Non-contraceptive uses of condom include.

  1. Prevention of STDs
  2. Condom catheter in males
  3. To cover the TVS probe
  4. After vaginoplasty
  5. Shivkars pack (condom tamponade) for atonic PPH.
  6. In cases of antisperm antibodies present in cervical mucus.
  1. Occlusive Caps (Vaginal Diaphragm and Cervical Cap)
    1. Occlusive caps do not act as sperm-proof mechanical barriers like condoms but are used as a means to retain spermicides in contact with the cervical os.
    2. Spermicides must be used along with these devices.
    3. After intercourse, the vaginal diaphragm and vault cap should not be removed before 6-8 h of the last act and should not be kept for more than 24 h. The best time to introduce it is from a few minutes to 2 h before the sexual act, mostly at bedtime, and it should be removed next morning.
    4. Like condoms, diaphragms and cervical caps prevent spread of STDs, although less effectively.
    5. However, AIDS is not prevented by these contraceptives.


  1. Infection may set in if caps are not removed for a long time.
  2. The chance of erosion may increase.
  3. Diaphragms increase the chance of urinary infection.
  4. Occlusive caps do not prevent spread of AIDS.
  5. Very rarely, diaphragms and occlusive caps may produce toxic shock syndrome (TSS).

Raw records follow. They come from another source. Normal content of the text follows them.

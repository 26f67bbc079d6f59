//! Image I/O operations service
//!
//! Decoding and file access live here so the processor only sees pixels.

use crate::error::{BgTrimError, Result};
use image::DynamicImage;
use std::path::Path;

/// Service for handling image file input/output operations
pub struct ImageIOService;

impl ImageIOService {
    /// Load an image from a file path
    ///
    /// Falls back to content-based detection when the extension is wrong.
    ///
    /// # Examples
    /// ```rust,no_run
    /// use bgtrim::services::ImageIOService;
    ///
    /// let image = ImageIOService::load_image("input.png")?;
    /// # Ok::<(), Box<dyn std::error::Error>>(())
    /// ```
    pub fn load_image<P: AsRef<Path>>(path: P) -> Result<DynamicImage> {
        let path_ref = path.as_ref();

        if !path_ref.exists() {
            return Err(BgTrimError::file_io_error(
                "read image file",
                path_ref,
                &std::io::Error::new(std::io::ErrorKind::NotFound, "file does not exist"),
            ));
        }

        match image::open(path_ref) {
            Ok(img) => Ok(img),
            Err(e) => {
                log::debug!(
                    "Extension-based loading failed for {}: {}. Attempting content-based detection.",
                    path_ref.display(),
                    e
                );

                let data = std::fs::read(path_ref).map_err(|io_err| {
                    BgTrimError::file_io_error("read image data", path_ref, &io_err)
                })?;

                image::load_from_memory(&data).map_err(|content_err| {
                    let extension = path_ref
                        .extension()
                        .and_then(|s| s.to_str())
                        .unwrap_or("unknown");

                    BgTrimError::processing_stage_error(
                        "image loading",
                        &format!(
                            "Failed to load image with both extension-based ({extension}) and content-based detection. Extension error: {e}. Content error: {content_err}"
                        ),
                        Some(&format!("path: {}, size: {} bytes", path_ref.display(), data.len())),
                    )
                })
            },
        }
    }

    /// Check if a file path has a supported image extension
    pub fn is_supported_format<P: AsRef<Path>>(path: P) -> bool {
        path.as_ref()
            .extension()
            .and_then(|ext| ext.to_str())
            .is_some_and(|ext| {
                matches!(
                    ext.to_lowercase().as_str(),
                    "jpg" | "jpeg" | "png" | "webp" | "tiff" | "tif"
                )
            })
    }

    /// Decode an image held in memory
    pub fn load_from_bytes(bytes: &[u8]) -> Result<DynamicImage> {
        image::load_from_memory(bytes)
            .map_err(|e| BgTrimError::processing(format!("Failed to decode image from bytes: {e}")))
    }

    /// Read a whole async stream and decode it
    ///
    /// # Examples
    /// ```rust,no_run
    /// use bgtrim::services::ImageIOService;
    /// use tokio::fs::File;
    ///
    /// # async fn example() -> anyhow::Result<()> {
    /// let file = File::open("image.png").await?;
    /// let image = ImageIOService::load_from_reader(file).await?;
    /// # Ok(())
    /// # }
    /// ```
    pub async fn load_from_reader<R: tokio::io::AsyncRead + Unpin>(
        mut reader: R,
    ) -> Result<DynamicImage> {
        use tokio::io::AsyncReadExt;

        let mut buffer = Vec::new();
        AsyncReadExt::read_to_end(&mut reader, &mut buffer)
            .await
            .map_err(|e| BgTrimError::processing(format!("Failed to read from stream: {e}")))?;

        Self::load_from_bytes(&buffer)
    }

    /// Create the parent directory of an output path
    pub fn ensure_parent_dir<P: AsRef<Path>>(path: P) -> Result<()> {
        if let Some(parent) = path.as_ref().parent() {
            if !parent.as_os_str().is_empty() {
                std::fs::create_dir_all(parent).map_err(|e| {
                    BgTrimError::file_io_error("create output directory", parent, &e)
                })?;
            }
        }
        Ok(())
    }
}

#[cfg(test)]
mod tests {
    use super::*;
    use tempfile::tempdir;

    fn png_bytes(width: u32, height: u32) -> Vec<u8> {
        let mut bytes = Vec::new();
        DynamicImage::new_rgba8(width, height)
            .write_to(&mut std::io::Cursor::new(&mut bytes), image::ImageFormat::Png)
            .unwrap();
        bytes
    }

    #[test]
    fn test_is_supported_format() {
        assert!(ImageIOService::is_supported_format("test.jpg"));
        assert!(ImageIOService::is_supported_format("test.PNG"));
        assert!(ImageIOService::is_supported_format("file.name.with.dots.tif"));
        assert!(!ImageIOService::is_supported_format("test.txt"));
        assert!(!ImageIOService::is_supported_format("test"));
    }

    #[test]
    fn test_load_nonexistent_file() {
        let err = ImageIOService::load_image("nonexistent.png").unwrap_err();
        assert!(err.to_string().contains("does not exist"));
    }

    #[test]
    fn test_load_with_wrong_extension_uses_content() {
        let temp_dir = tempdir().unwrap();
        let path = temp_dir.path().join("actually_png.jpg");
        std::fs::write(&path, png_bytes(3, 2)).unwrap();

        let image = ImageIOService::load_image(&path).unwrap();
        assert_eq!((image.width(), image.height()), (3, 2));
    }

    #[test]
    fn test_load_garbage_file_reports_stage() {
        let temp_dir = tempdir().unwrap();
        let path = temp_dir.path().join("garbage.png");
        std::fs::write(&path, b"not an image").unwrap();

        let err = ImageIOService::load_image(&path).unwrap_err();
        assert!(err.to_string().contains("image loading"));
    }

    #[test]
    fn test_load_from_bytes() {
        assert!(ImageIOService::load_from_bytes(&png_bytes(1, 1)).is_ok());
        assert!(ImageIOService::load_from_bytes(b"This is not an image").is_err());
        assert!(ImageIOService::load_from_bytes(&[]).is_err());
    }

    #[tokio::test]
    async fn test_load_from_reader() {
        let bytes = png_bytes(4, 4);
        let image = ImageIOService::load_from_reader(std::io::Cursor::new(bytes))
            .await
            .unwrap();
        assert_eq!(image.width(), 4);
    }

    #[test]
    fn test_ensure_parent_dir_creates_nested() {
        let temp_dir = tempdir().unwrap();
        let nested = temp_dir.path().join("a").join("b").join("out.png");

        ImageIOService::ensure_parent_dir(&nested).unwrap();
        assert!(nested.parent().unwrap().is_dir());
        assert!(ImageIOService::ensure_parent_dir("bare.png").is_ok());
    }
}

  1. Prolapse uterus, cystocele
  2. Badly lacerated or eroded cervix
  3. WF (vesico vaginal fistula)
  4. RVF (rectovaginal fistula)

Failure Rate


Vaginal diaphragms and cervical caps have typical average failure rates, as commonly used, of 18-28%. Diaphragms should be replaced anytime between 6 months and 2 years (depending on its care), for the rubber may perish. Caps need less frequent replacement.

  1. Vaginal Sponge
    1. "Today" is a soft, disposable foam sponge made of polyurethane. It is round shaped, with a depression at the center of the upper surface designed to fit over the cervix, and is saturated with nonoxynol-9, the most powerful spermicide: it has an attached nylon loop that helps in its removal. It is moistened with water, squeezed gently to remove excess water and inserted high up in the vagina to cover the cervix.
    2. It acts for 24 h, and intercourse may be repeated as often as desired during this period. Like the cervical cap, it can be introduced long before the sex act. The failure rate varies between 9 and 27 per 100 users in the first year.
    3. It must be removed and thrown away after 8-24 h but not before 6 h of the last act. The real danger of the sponge is development of TSS, although it happens very rarely.
  2. Spermicides
    1. Spermicides are contraceptive chemical agents. They comprise a chemical capable of destroying sperms incorporated into an inert base. The commonly used spermicidal agents contain nonionic surfactants that alter sperm surface membrane permeability, causing osmotic changes resulting in the killing of sperms. Most spermicides contain nonoxynol-9, which is best for the purpose.
    2. Their main role is to improve the contraceptive effect of other barrier methods. They are mostly used along with diaphragms, cervical caps, and condoms.
    3. Spermicidal agents nowadays contain nonoxynol-9. A few products contain octoxynol-9 and menfegol.
    4. There is no evidence that spermicides including nonoxynol-9 offer any protection against HIV and other STIs. Furthermore, there is some evidence that frequent use of nonoxynol-9 (twice a day or more) increases rather than reduces, the chance of HIV transmission, perhaps by irritating the vaginal and cervical mucosa.
    5. Typical average failure rate, as commonly used, is 21%.
  3. Female Condom
    1. A female condom, by the trade names of "Femidom" or "Reality," is a new disposable barrier contraceptive for women. It consists of soft, loose-fitting polyurethane sac about 15 cm long and 7 cm in diameter.
    2. Sexual intercourse takes place within the cavity of the device.
    3. It is a women-controlled method and can even be used without the partner's cooperation.
    4. It prevents STDs including HIV / AIDS.


  1. Intercourse is noisy, and slippage occurs in about one in 5-10 uses; however, female condom rarely breaks.
  2. Occasionally the penis is introduced, by mistake, outside the female condom, which may lead to pregnancy and STDs including HIV.
  3. It is an expensive method.

Use effectiveness is similar to that of a diaphragm with spermicide.

Typical failure rate, as commonly used, is 21 %.